Mengkun Li, Guanxiang Wei, Zhihui Xu, Jun Wang, Ming Yang
Nuclear Science and Engineering | Volume 194 | Number 6 | June 2020 | Pages 447-461
Technical Paper | dx.doi.org/10.1080/00295639.2019.1710975
Articles are hosted by Taylor and Francis Online.
This study introduces a radiation avoidance algorithm to help radiological occupational personnel (ROP) avoid high radiation exposure in a radioactive environment. The premise of this study is that ROP can be designated as a movable point in a two-dimensional radioactive scene with known radioactive sources. A trajectory of ROP is generated by the radiation avoidance algorithm based on an artificial potential field (APF) and particle swarm optimization (PSO). In the algorithm, ROP is subjected to an attractive force from a target as well as multiple repulsive forces from multiple radioactive sources.
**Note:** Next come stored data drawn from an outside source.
//! Field tag grammar
//!
//! A tag is a comma separated list. The first token overrides the field name
//! (empty means "use the field name"), later tokens are directives. The single
//! token `-` skips the field.

/// Directive splicing a nested struct into its parent's namespace
pub const INLINE: &str = "inline";

/// Tag value excluding a field from loading
pub const SKIP: &str = "-";

/// A parsed field tag
#[derive(Debug, Clone, Copy, PartialEq, Eq)]
pub enum Tag<'a> {
    Skip,
    Field { name: Option<&'a str>, inline: bool },
}

impl<'a> Tag<'a> {
    /// Parse a raw tag. Unknown directives are ignored.
    pub fn parse(raw: &'a str) -> Self {
        if raw == SKIP {
            return Tag::Skip;
        }

        let mut tokens = raw.split(',');
        let name = tokens.next().filter(|name| !name.is_empty());
        let inline = tokens.any(|directive| directive == INLINE);

        Tag::Field { name, inline }
    }

    /// Tag of a field declared without any tag
    pub const fn untagged() -> Self {
        Tag::Field {
            name: None,
            inline: false,
        }
    }

    pub fn is_skip(&self) -> bool {
        matches!(self, Tag::Skip)
    }

    pub fn is_inline(&self) -> bool {
        matches!(self, Tag::Field { inline: true, .. })
    }
}
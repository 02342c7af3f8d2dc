//! Tests against the real process environment

use envconf::{EnvConfig, LoadError, load};
use serial_test::serial;
use std::time::Duration;

#[derive(Debug, Default, EnvConfig)]
pub struct ServerConfig {
    #[env("host")]
    pub host: String,
    #[env("port")]
    pub port: u16,
    #[env("tags")]
    pub tags: Vec<String>,
    #[env("debug")]
    pub debug: bool,
    #[env("shutdown_timeout")]
    pub shutdown_timeout: Duration,
}

#[test]
#[serial]
fn test_load_from_process_env() {
    temp_env::with_vars(
        [
            ("ENVCONF_PROC_HOST", Some("0.0.0.0")),
            ("ENVCONF_PROC_PORT", Some("9000")),
            ("ENVCONF_PROC_TAGS", Some("a, b,,c")),
            ("ENVCONF_PROC_DEBUG", None),
            ("ENVCONF_PROC_SHUTDOWN_TIMEOUT", Some("1m30s")),
        ],
        || {
            let mut config = ServerConfig {
                debug: true,
                ..Default::default()
            };
            let report = load("envconf_proc", &mut config).unwrap();

            assert_eq!(config.host, "0.0.0.0");
            assert_eq!(config.port, 9000);
            assert_eq!(config.tags, vec!["a", "b", "c"]);
            assert!(config.debug);
            assert_eq!(config.shutdown_timeout, Duration::from_secs(90));
            assert_eq!(report.get("ENVCONF_PROC_DEBUG"), Some(false));
            assert_eq!(report.set_keys().count(), 4);
        },
    );
}

#[test]
#[serial]
fn test_process_env_parse_failure() {
    temp_env::with_var("ENVCONF_FAIL_PORT", Some("70000"), || {
        let err = load("ENVCONF_FAIL", &mut ServerConfig::default()).unwrap_err();
        assert!(matches!(err, LoadError::Parse { ref key, .. } if key == "ENVCONF_FAIL_PORT"));
    });
}

#[cfg(unix)]
#[test]
#[serial]
fn test_non_unicode_value_fails() {
    use std::ffi::OsStr;
    use std::os::unix::ffi::OsStrExt;

    temp_env::with_var(
        "ENVCONF_BYTES_HOST",
        Some(OsStr::from_bytes(b"\xffhost")),
        || {
            let err = load("envconf_bytes", &mut ServerConfig::default()).unwrap_err();
            assert_eq!(
                err,
                LoadError::NotUnicode {
                    key: "ENVCONF_BYTES_HOST".into()
                }
            );
        },
    );
}
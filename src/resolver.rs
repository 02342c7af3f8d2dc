//! Canonical key resolution
//!
//! Keys are `UPPER(PREFIX)` followed by one `_UPPER(SEGMENT)` per non-inline
//! nesting level. An inline field reuses its parent's key unchanged.

use crate::schema::FieldSpec;
use crate::tag::Tag;

/// Separator between key segments
pub const SEPARATOR: char = '_';

/// Outcome of resolving one field
#[derive(Debug, Clone, PartialEq, Eq)]
pub enum Resolution {
    /// The field is excluded: not registered, not read, children not visited
    Skip,
    Key { key: String, inline: bool },
}

/// Key of the root node
pub fn root_key(prefix: &str) -> String {
    prefix.to_uppercase()
}

/// Append one segment to a parent key
pub fn child_key(parent: &str, segment: &str) -> String {
    let segment = segment.to_uppercase();
    if parent.is_empty() {
        segment
    } else {
        format!("{parent}{SEPARATOR}{segment}")
    }
}

/// Resolve the canonical key of `field` under `parent`.
///
/// Private fields and fields tagged `-` are skipped. For inline fields the
/// name token is ignored.
pub fn resolve(parent: &str, field: &FieldSpec) -> Resolution {
    if field.is_private() {
        return Resolution::Skip;
    }

    let tag = field.raw_tag().map_or(Tag::untagged(), Tag::parse);
    match tag {
        Tag::Skip => Resolution::Skip,
        Tag::Field { inline: true, .. } => Resolution::Key {
            key: parent.to_string(),
            inline: true,
        },
        Tag::Field { name, .. } => Resolution::Key {
            key: child_key(parent, name.unwrap_or(field.name())),
            inline: false,
        },
    }
}
//! Type coercion
//!
//! Converts the raw text of an environment variable into a leaf field. An
//! absent variable leaves the field untouched.

mod interval;

pub use interval::{IntervalError, parse_interval};

use crate::error::{LoadError, Result};
use crate::schema::{Leaf, SignedSlot, UnsignedSlot, ValueKind};
use crate::source::Lookup;
use std::str::FromStr;

/// Read `key` from `source` and write it into `leaf`.
///
/// Returns whether the variable was present. Unsupported types fail even
/// when the variable is absent.
pub fn load_leaf(key: &str, leaf: Leaf<'_>, source: &dyn Lookup) -> Result<bool> {
    if let Leaf::Unsupported { type_name } = leaf {
        return Err(LoadError::UnsupportedType {
            key: key.to_string(),
            type_name,
        });
    }

    let Some(raw) = source.lookup(key)? else {
        return Ok(false);
    };
    apply(key, leaf, raw)?;
    Ok(true)
}

/// Coerce `raw` into `leaf`.
pub fn apply(key: &str, leaf: Leaf<'_>, raw: String) -> Result<()> {
    match leaf {
        Leaf::Text(out) => *out = raw,
        Leaf::Signed(out) => apply_signed(key, out, &raw)?,
        Leaf::Unsigned(out) => apply_unsigned(key, out, &raw)?,
        Leaf::Bool(out) => *out = parse_bool(key, &raw)?,
        Leaf::Interval(out) => {
            *out = parse_interval(&raw).map_err(|e| LoadError::parse(key, ValueKind::Interval, e))?
        }
        Leaf::TextList(out) => *out = split_list(&raw),
        Leaf::Unsupported { type_name } => {
            return Err(LoadError::UnsupportedType {
                key: key.to_string(),
                type_name,
            });
        }
    }
    Ok(())
}

fn parse_number<T>(key: &str, kind: ValueKind, raw: &str) -> Result<T>
where
    T: FromStr,
    T::Err: ToString,
{
    raw.parse().map_err(|e| LoadError::parse(key, kind, e))
}

fn apply_signed(key: &str, out: SignedSlot<'_>, raw: &str) -> Result<()> {
    let kind = ValueKind::Signed;
    match out {
        SignedSlot::I8(v) => *v = parse_number(key, kind, raw)?,
        SignedSlot::I16(v) => *v = parse_number(key, kind, raw)?,
        SignedSlot::I32(v) => *v = parse_number(key, kind, raw)?,
        SignedSlot::I64(v) => *v = parse_number(key, kind, raw)?,
        SignedSlot::Isize(v) => *v = parse_number(key, kind, raw)?,
    }
    Ok(())
}

fn apply_unsigned(key: &str, out: UnsignedSlot<'_>, raw: &str) -> Result<()> {
    let kind = ValueKind::Unsigned;
    if raw.starts_with('+') {
        return Err(LoadError::parse(key, kind, "sign prefix on an unsigned value"));
    }
    match out {
        UnsignedSlot::U8(v) => *v = parse_number(key, kind, raw)?,
        UnsignedSlot::U16(v) => *v = parse_number(key, kind, raw)?,
        UnsignedSlot::U32(v) => *v = parse_number(key, kind, raw)?,
        UnsignedSlot::U64(v) => *v = parse_number(key, kind, raw)?,
        UnsignedSlot::Usize(v) => *v = parse_number(key, kind, raw)?,
    }
    Ok(())
}

/// `true`/`1` and `false`/`0`, ignoring ASCII case
pub fn parse_bool(key: &str, raw: &str) -> Result<bool> {
    if raw == "1" || raw.eq_ignore_ascii_case("true") {
        Ok(true)
    } else if raw == "0" || raw.eq_ignore_ascii_case("false") {
        Ok(false)
    } else {
        Err(LoadError::parse(
            key,
            ValueKind::Bool,
            format!("{raw:?} is not one of true, false, 1, 0"),
        ))
    }
}

/// Split on commas, trimming each piece and dropping empty ones
pub fn split_list(raw: &str) -> Vec<String> {
    raw.split(',')
        .map(str::trim)
        .filter(|piece| !piece.is_empty())
        .map(String::from)
        .collect()
}

#[cfg(test)]
mod tests {
    use super::*;
    use crate::schema::{EnvField, Slot};
    use crate::source::MapEnv;
    use std::time::Duration;

    fn coerce<F: EnvField>(raw: &str, value: &mut F) -> Result<()> {
        match value.slot() {
            Slot::Leaf(leaf) => apply("TEST_KEY", leaf, raw.to_string()),
            Slot::Node(_) => panic!("expected a leaf"),
        }
    }

    #[test]
    fn test_split_list_trims_and_drops_empty() {
        assert_eq!(split_list(" aa, bb ,cc ,dd"), vec!["aa", "bb", "cc", "dd"]);
        assert_eq!(split_list("a,,b, ,"), vec!["a", "b"]);
        assert!(split_list(" , ").is_empty());
    }

    #[test]
    fn test_bool_literals() {
        for raw in ["true", "TRUE", "True", "tRuE", "1"] {
            assert!(parse_bool("K", raw).unwrap(), "{raw}");
        }
        for raw in ["false", "FALSE", "False", "0"] {
            assert!(!parse_bool("K", raw).unwrap(), "{raw}");
        }
        for raw in ["ture", "yes", "", " true", "01"] {
            assert!(parse_bool("K", raw).is_err(), "{raw}");
        }
    }

    #[test]
    fn test_integer_width_overflow() {
        let mut small = 0i8;
        assert!(coerce("127", &mut small).is_ok());
        assert_eq!(small, 127);
        assert!(coerce("128", &mut small).is_err());
        assert_eq!(small, 127);

        let mut port = 0u16;
        assert!(coerce("65536", &mut port).is_err());
    }

    #[test]
    fn test_unsigned_rejects_negative() {
        let mut replicas = 9u32;
        let err = coerce("-2", &mut replicas).unwrap_err();
        assert!(matches!(
            err,
            LoadError::Parse {
                kind: ValueKind::Unsigned,
                ..
            }
        ));
        assert_eq!(replicas, 9);
    }

    #[test]
    fn test_sign_prefix_only_for_signed() {
        let mut count = 0i32;
        coerce("+5", &mut count).unwrap();
        assert_eq!(count, 5);

        let mut replicas = 9u32;
        let err = coerce("+5", &mut replicas).unwrap_err();
        assert!(matches!(
            err,
            LoadError::Parse {
                kind: ValueKind::Unsigned,
                ..
            }
        ));
        assert_eq!(replicas, 9);
    }

    #[test]
    fn test_text_is_verbatim() {
        let mut text = String::from("old");
        coerce("  spaced , value ", &mut text).unwrap();
        assert_eq!(text, "  spaced , value ");
        coerce("", &mut text).unwrap();
        assert_eq!(text, "");
    }

    #[test]
    fn test_interval_error_kind() {
        let mut timeout = Duration::from_secs(1);
        let err = coerce("not a duration", &mut timeout).unwrap_err();
        assert!(matches!(
            err,
            LoadError::Parse {
                kind: ValueKind::Interval,
                ..
            }
        ));
    }

    #[test]
    fn test_absent_leaves_value() {
        let source = MapEnv::default();
        let mut port = 5i32;
        let Slot::Leaf(leaf) = port.slot() else {
            panic!("expected a leaf")
        };
        assert!(!load_leaf("TEST_PORT", leaf, &source).unwrap());
        assert_eq!(port, 5);
    }

    #[test]
    fn test_unsupported_fails_even_when_absent() {
        let source = MapEnv::default();
        let mut ratio = 0.5f64;
        let Slot::Leaf(leaf) = ratio.slot() else {
            panic!("expected a leaf")
        };
        let err = load_leaf("FAIL_UNSUPPORTED", leaf, &source).unwrap_err();
        assert_eq!(
            err,
            LoadError::UnsupportedType {
                key: "FAIL_UNSUPPORTED".into(),
                type_name: "f64"
            }
        );
    }
}
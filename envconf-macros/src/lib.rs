//! Procedural macros for envconf
//!
//! This crate provides the `#[derive(EnvConfig)]` macro which describes a
//! configuration struct's fields, in declaration order, to the envconf tree walker.

use darling::{FromDeriveInput, FromField, ast};
use proc_macro::TokenStream;
use proc_macro2::TokenStream as TokenStream2;
use quote::quote;
use syn::ext::IdentExt;
use syn::{
    Attribute, DeriveInput, Expr, ExprLit, Generics, Ident, Lit, LitStr, Meta, Visibility,
    parse_macro_input,
};

/// Parsed `#[derive(EnvConfig)]` input
#[derive(Debug, FromDeriveInput)]
#[darling(supports(struct_named))]
struct EnvConfigInput {
    ident: Ident,
    generics: Generics,
    data: ast::Data<(), EnvConfigField>,
}

/// A single named field of the configuration struct
#[derive(Debug, FromField)]
#[darling(forward_attrs(env))]
struct EnvConfigField {
    ident: Option<Ident>,
    vis: Visibility,
    attrs: Vec<Attribute>,
}

/// Derive macro for environment-backed configuration structs.
///
/// This macro generates:
/// - `EnvConfig` implementation visiting every field in declaration order
/// - `EnvField` implementation so the struct can be nested inside another config
///
/// Each field may carry one `#[env("...")]` (or `#[env = "..."]`) tag:
/// - `"name"` overrides the variable segment (defaults to the field name)
/// - `",inline"` / `"name,inline"` splices a nested struct into the parent's namespace
/// - `"-"` skips the field entirely
///
/// Fields that are not `pub` are always skipped. Skipped fields don't need to
/// implement `EnvField`.
///
/// # Example
///
/// ```ignore
/// #[derive(Default, EnvConfig)]
/// pub struct Config {
///     #[env("mongo")]
///     pub mongo: MongoConfig,
///     #[env("app_id_list")]
///     pub app_ids: Vec<String>,
///     #[env(",inline")]
///     pub shared: SharedConfig,
///     #[env("-")]
///     pub ratio: f64,
/// }
/// ```
#[proc_macro_derive(EnvConfig, attributes(env))]
pub fn derive_env_config(item: TokenStream) -> TokenStream {
    let input = parse_macro_input!(item as DeriveInput);

    let args = match EnvConfigInput::from_derive_input(&input) {
        Ok(v) => v,
        Err(e) => return TokenStream::from(e.write_errors()),
    };

    let expanded = match impl_env_config(&args) {
        Ok(tokens) => tokens,
        Err(e) => e.to_compile_error(),
    };

    TokenStream::from(expanded)
}

fn impl_env_config(args: &EnvConfigInput) -> syn::Result<TokenStream2> {
    let struct_name = &args.ident;
    let (impl_generics, ty_generics, where_clause) = args.generics.split_for_impl();

    let fields = match &args.data {
        ast::Data::Struct(fields) => &fields.fields,
        ast::Data::Enum(_) => {
            return Err(syn::Error::new_spanned(
                struct_name,
                "EnvConfig only supports structs with named fields",
            ));
        }
    };

    let visits = fields
        .iter()
        .map(field_visit)
        .collect::<syn::Result<Vec<_>>>()?;

    Ok(quote! {
        impl #impl_generics ::envconf::EnvConfig for #struct_name #ty_generics #where_clause {
            #[allow(unused_variables)]
            fn walk(&mut self, walker: &mut ::envconf::Walker<'_>) -> ::envconf::Result<()> {
                #(#visits)*
                Ok(())
            }
        }

        impl #impl_generics ::envconf::EnvField for #struct_name #ty_generics #where_clause {
            fn slot(&mut self) -> ::envconf::Slot<'_> {
                ::envconf::Slot::Node(self)
            }
        }
    })
}

/// Generate the walker call for one field
fn field_visit(field: &EnvConfigField) -> syn::Result<TokenStream2> {
    // supports(struct_named) guarantees an identifier
    let Some(ident) = &field.ident else {
        return Err(syn::Error::new(
            proc_macro2::Span::call_site(),
            "EnvConfig only supports structs with named fields",
        ));
    };
    let name = ident.unraw().to_string();
    let tag = field_tag(&field.attrs)?;
    let private = is_private(&field.vis);

    let mut spec = quote! { ::envconf::FieldSpec::new(#name) };
    if let Some(tag) = &tag {
        spec = quote! { #spec.tag(#tag) };
    }
    if private {
        spec = quote! { #spec.private() };
    }

    let skipped = private || tag.as_ref().is_some_and(|t| t.value() == "-");
    if skipped {
        Ok(quote! { walker.skip(#spec); })
    } else {
        Ok(quote! { walker.field(#spec, &mut self.#ident)?; })
    }
}

/// No `pub`, or `pub(self)` / `pub(in self)`
fn is_private(vis: &Visibility) -> bool {
    match vis {
        Visibility::Inherited => true,
        Visibility::Restricted(restricted) => restricted.path.is_ident("self"),
        Visibility::Public(_) => false,
    }
}

/// Extract the tag literal from `#[env("...")]` or `#[env = "..."]`
fn field_tag(attrs: &[Attribute]) -> syn::Result<Option<LitStr>> {
    let mut tag = None;

    for attr in attrs {
        let lit = match &attr.meta {
            Meta::List(_) => attr.parse_args::<LitStr>()?,
            Meta::NameValue(nv) => match &nv.value {
                Expr::Lit(ExprLit {
                    lit: Lit::Str(s), ..
                }) => s.clone(),
                other => {
                    return Err(syn::Error::new_spanned(
                        other,
                        "expected a string tag, e.g. #[env = \"name,inline\"]",
                    ));
                }
            },
            Meta::Path(path) => {
                return Err(syn::Error::new_spanned(
                    path,
                    "expected a string tag, e.g. #[env(\"name,inline\")]",
                ));
            }
        };

        if tag.is_some() {
            return Err(syn::Error::new_spanned(
                attr,
                "only one #[env] attribute is allowed per field",
            ));
        }
        tag = Some(lit);
    }

    Ok(tag)
}
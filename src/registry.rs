//! Key registry and load report
//!
//! The registry lives for one load. It guarantees every canonical key is
//! claimed by at most one leaf field and remembers which variables were set.

use crate::error::{LoadError, Result};
use serde::Serialize;
use std::collections::BTreeMap;
use std::collections::btree_map::Entry;

/// Keys resolved during a single load
#[derive(Debug, Default)]
pub struct KeyRegistry {
    entries: BTreeMap<String, bool>,
}

impl KeyRegistry {
    pub fn new() -> Self {
        Self::default()
    }

    /// Claim `key` for a leaf field. The second claim of a key fails.
    pub fn register(&mut self, key: &str) -> Result<()> {
        match self.entries.entry(key.to_string()) {
            Entry::Occupied(_) => Err(LoadError::DuplicateKey {
                key: key.to_string(),
            }),
            Entry::Vacant(entry) => {
                entry.insert(false);
                Ok(())
            }
        }
    }

    /// Record that the variable behind `key` was set.
    ///
    /// Returns `false`, changing nothing, if `key` was never registered.
    pub fn mark_present(&mut self, key: &str) -> bool {
        match self.entries.get_mut(key) {
            Some(present) => {
                *present = true;
                true
            }
            None => false,
        }
    }

    pub fn contains(&self, key: &str) -> bool {
        self.entries.contains_key(key)
    }

    /// Copy of everything recorded so far
    pub fn snapshot(&self) -> LoadReport {
        LoadReport {
            statuses: self.entries.clone(),
        }
    }
}

/// Which environment variables a load consulted and whether each was set.
///
/// Serializes as a flat JSON object of key to boolean.
#[derive(Debug, Clone, Default, PartialEq, Eq, Serialize)]
#[serde(transparent)]
pub struct LoadReport {
    statuses: BTreeMap<String, bool>,
}

impl LoadReport {
    /// Whether `key` was set, `None` if the load never consulted it
    pub fn get(&self, key: &str) -> Option<bool> {
        self.statuses.get(key).copied()
    }

    pub fn is_set(&self, key: &str) -> bool {
        self.get(key).unwrap_or(false)
    }

    pub fn contains(&self, key: &str) -> bool {
        self.statuses.contains_key(key)
    }

    /// Keys in lexical order with their presence
    pub fn iter(&self) -> impl Iterator<Item = (&str, bool)> {
        self.statuses.iter().map(|(k, v)| (k.as_str(), *v))
    }

    pub fn keys(&self) -> impl Iterator<Item = &str> {
        self.statuses.keys().map(String::as_str)
    }

    pub fn set_keys(&self) -> impl Iterator<Item = &str> {
        self.iter().filter(|(_, set)| *set).map(|(k, _)| k)
    }

    pub fn unset_keys(&self) -> impl Iterator<Item = &str> {
        self.iter().filter(|(_, set)| !*set).map(|(k, _)| k)
    }

    pub fn len(&self) -> usize {
        self.statuses.len()
    }

    pub fn is_empty(&self) -> bool {
        self.statuses.is_empty()
    }

    pub fn as_map(&self) -> &BTreeMap<String, bool> {
        &self.statuses
    }
}

impl From<LoadReport> for BTreeMap<String, bool> {
    fn from(report: LoadReport) -> Self {
        report.statuses
    }
}

impl<'a> IntoIterator for &'a LoadReport {
    type Item = (&'a str, bool);
    type IntoIter = Box<dyn Iterator<Item = (&'a str, bool)> + 'a>;

    fn into_iter(self) -> Self::IntoIter {
        Box::new(self.iter())
    }
}
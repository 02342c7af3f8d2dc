//! Error types for envconf
//!
//! Every error aborts the whole load. A target that failed to load may be
//! partially populated and must not be used.

use crate::schema::ValueKind;
use thiserror::Error;

/// Fatal configuration error raised while loading from the environment
#[derive(Error, Debug, Clone, PartialEq, Eq)]
pub enum LoadError {
    /// Two leaf fields resolved to the same environment variable
    #[error("duplicated key {key}")]
    DuplicateKey { key: String },

    #[error("field type {type_name} of {key} is not supported")]
    UnsupportedType {
        key: String,
        type_name: &'static str,
    },

    /// `inline` was applied to a field that is not a nested struct
    #[error("option ,inline on field `{field}` under {key} needs a struct value field")]
    InlineOnLeaf { key: String, field: &'static str },

    #[error("{key} cannot be parsed into {kind}: {reason}")]
    Parse {
        key: String,
        kind: ValueKind,
        reason: String,
    },

    #[error("{key} is set but is not valid unicode")]
    NotUnicode { key: String },
}

impl LoadError {
    pub(crate) fn parse(key: &str, kind: ValueKind, reason: impl ToString) -> Self {
        Self::Parse {
            key: key.to_string(),
            kind,
            reason: reason.to_string(),
        }
    }

    /// The canonical key the error is about
    pub fn key(&self) -> &str {
        match self {
            LoadError::DuplicateKey { key }
            | LoadError::UnsupportedType { key, .. }
            | LoadError::InlineOnLeaf { key, .. }
            | LoadError::Parse { key, .. }
            | LoadError::NotUnicode { key } => key,
        }
    }
}

/// Result type alias for load operations
pub type Result<T> = std::result::Result<T, LoadError>;
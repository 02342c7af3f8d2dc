//! Typed configuration from environment variables
//!
//! envconf fills a configuration struct from the process environment in one
//! synchronous pass, deriving every variable name from a prefix and the field path.
//!
//! ## Naming
//!
//! ```text
//! UPPER(prefix) [ "_" UPPER(segment) ]*
//! ```
//!
//! One segment per nesting level. The segment is the tag name, or the field name
//! when the tag has none. Fields tagged `",inline"` add no segment.
//!
//! ## Tags
//!
//! - `#[env("db")]` - read `PREFIX_..._DB`
//! - `#[env(",inline")]` - splice a nested struct into the parent's namespace
//! - `#[env("-")]` - never load this field
//!
//! Fields that are not `pub` are never loaded.
//!
//! ## Supported types
//!
//! `String`, signed and unsigned integers of every width, `bool`
//! (`true`/`false`/`1`/`0`, any case), `std::time::Duration` (`"10m"`, `"1h30s"`),
//! `Vec<String>` (comma separated, trimmed, empty pieces dropped) and nested
//! `#[derive(EnvConfig)]` structs.
//!
//! Absent variables leave fields untouched. Malformed values, duplicated keys and
//! unsupported field types abort the load with a [`LoadError`].
//!
//! ## Example
//!
//! ```rust
//! use envconf::{EnvConfig, Loader, MapEnv};
//!
//! #[derive(Debug, Default, EnvConfig)]
//! pub struct MongoConfig {
//!     #[env("nodes")]
//!     pub nodes: String,
//!     #[env("port")]
//!     pub port: i32,
//! }
//!
//! #[derive(Debug, Default, EnvConfig)]
//! pub struct Config {
//!     #[env("mongo")]
//!     pub mongo: MongoConfig,
//!     #[env("replicas")]
//!     pub replicas: u32,
//! }
//!
//! let env: MapEnv = [("TEST_MONGO_PORT", "332"), ("TEST_REPLICAS", "3")]
//!     .into_iter()
//!     .collect();
//!
//! let mut config = Config::default();
//! let report = Loader::new("test").source(env).load(&mut config).unwrap();
//!
//! assert_eq!(config.mongo.port, 332);
//! assert_eq!(config.replicas, 3);
//! assert_eq!(report.get("TEST_MONGO_NODES"), Some(false));
//! ```

// Lets the derive's `::envconf` paths resolve inside this crate
extern crate self as envconf;

pub mod coerce;
pub mod error;
pub mod loader;
pub mod registry;
pub mod report;
pub mod resolver;
pub mod schema;
pub mod source;
pub mod tag;
pub mod walker;

// Re-export main types
pub use envconf_macros::EnvConfig;
pub use error::{LoadError, Result};
pub use loader::{Loader, load};
pub use registry::{KeyRegistry, LoadReport};
pub use schema::{EnvConfig, EnvField, FieldSpec, Leaf, SignedSlot, Slot, UnsignedSlot, ValueKind};
pub use source::{Lookup, MapEnv, ProcessEnv};
pub use walker::Walker;
//! Environment variable sources
//!
//! The loader only needs a key to optional string lookup. [`ProcessEnv`] reads
//! the real process environment; map sources are useful for tests and for
//! loading from a captured snapshot.

use crate::error::{LoadError, Result};
use std::collections::{BTreeMap, HashMap};
use std::hash::BuildHasher;

/// Key to value lookup, `Ok(None)` when the variable is not set
pub trait Lookup {
    fn lookup(&self, key: &str) -> Result<Option<String>>;
}

impl<L: Lookup + ?Sized> Lookup for &L {
    fn lookup(&self, key: &str) -> Result<Option<String>> {
        (**self).lookup(key)
    }
}

impl<L: Lookup + ?Sized> Lookup for Box<L> {
    fn lookup(&self, key: &str) -> Result<Option<String>> {
        (**self).lookup(key)
    }
}

/// The environment of the current process
#[derive(Debug, Clone, Copy, Default)]
pub struct ProcessEnv;

impl Lookup for ProcessEnv {
    fn lookup(&self, key: &str) -> Result<Option<String>> {
        // Such names can never be set, and std may panic on them
        if key.is_empty() || key.contains(['=', '\0']) {
            return Ok(None);
        }

        match std::env::var_os(key) {
            None => Ok(None),
            Some(value) => value.into_string().map(Some).map_err(|_| LoadError::NotUnicode {
                key: key.to_string(),
            }),
        }
    }
}

/// An in-memory environment
#[derive(Debug, Clone, Default, PartialEq, Eq)]
pub struct MapEnv {
    vars: BTreeMap<String, String>,
}

impl MapEnv {
    pub fn new() -> Self {
        Self::default()
    }

    /// Set a variable, replacing any previous value.
    pub fn set(&mut self, key: impl Into<String>, value: impl Into<String>) -> &mut Self {
        self.vars.insert(key.into(), value.into());
        self
    }

    pub fn remove(&mut self, key: &str) -> Option<String> {
        self.vars.remove(key)
    }

    pub fn len(&self) -> usize {
        self.vars.len()
    }

    pub fn is_empty(&self) -> bool {
        self.vars.is_empty()
    }
}

impl<K: Into<String>, V: Into<String>> FromIterator<(K, V)> for MapEnv {
    fn from_iter<I: IntoIterator<Item = (K, V)>>(iter: I) -> Self {
        Self {
            vars: iter
                .into_iter()
                .map(|(k, v)| (k.into(), v.into()))
                .collect(),
        }
    }
}

impl Lookup for MapEnv {
    fn lookup(&self, key: &str) -> Result<Option<String>> {
        self.vars.lookup(key)
    }
}

impl Lookup for BTreeMap<String, String> {
    fn lookup(&self, key: &str) -> Result<Option<String>> {
        Ok(self.get(key).cloned())
    }
}

impl<S: BuildHasher> Lookup for HashMap<String, String, S> {
    fn lookup(&self, key: &str) -> Result<Option<String>> {
        Ok(self.get(key).cloned())
    }
}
The attractive force and repulsive forces drive ROP moving toward the target along the trajectory. APF has obvious difficulties with parameter selection and a local minima problem. So, we used the PSO algorithm to solve these difficulties of APF. Additionally, we developed a radiation avoidance simulation program using the C# programming language. Simulation experiments showed the proposed algorithm could be useful to meet the challenges of radiation avoidance applications that can be described as trajectory optimization problems.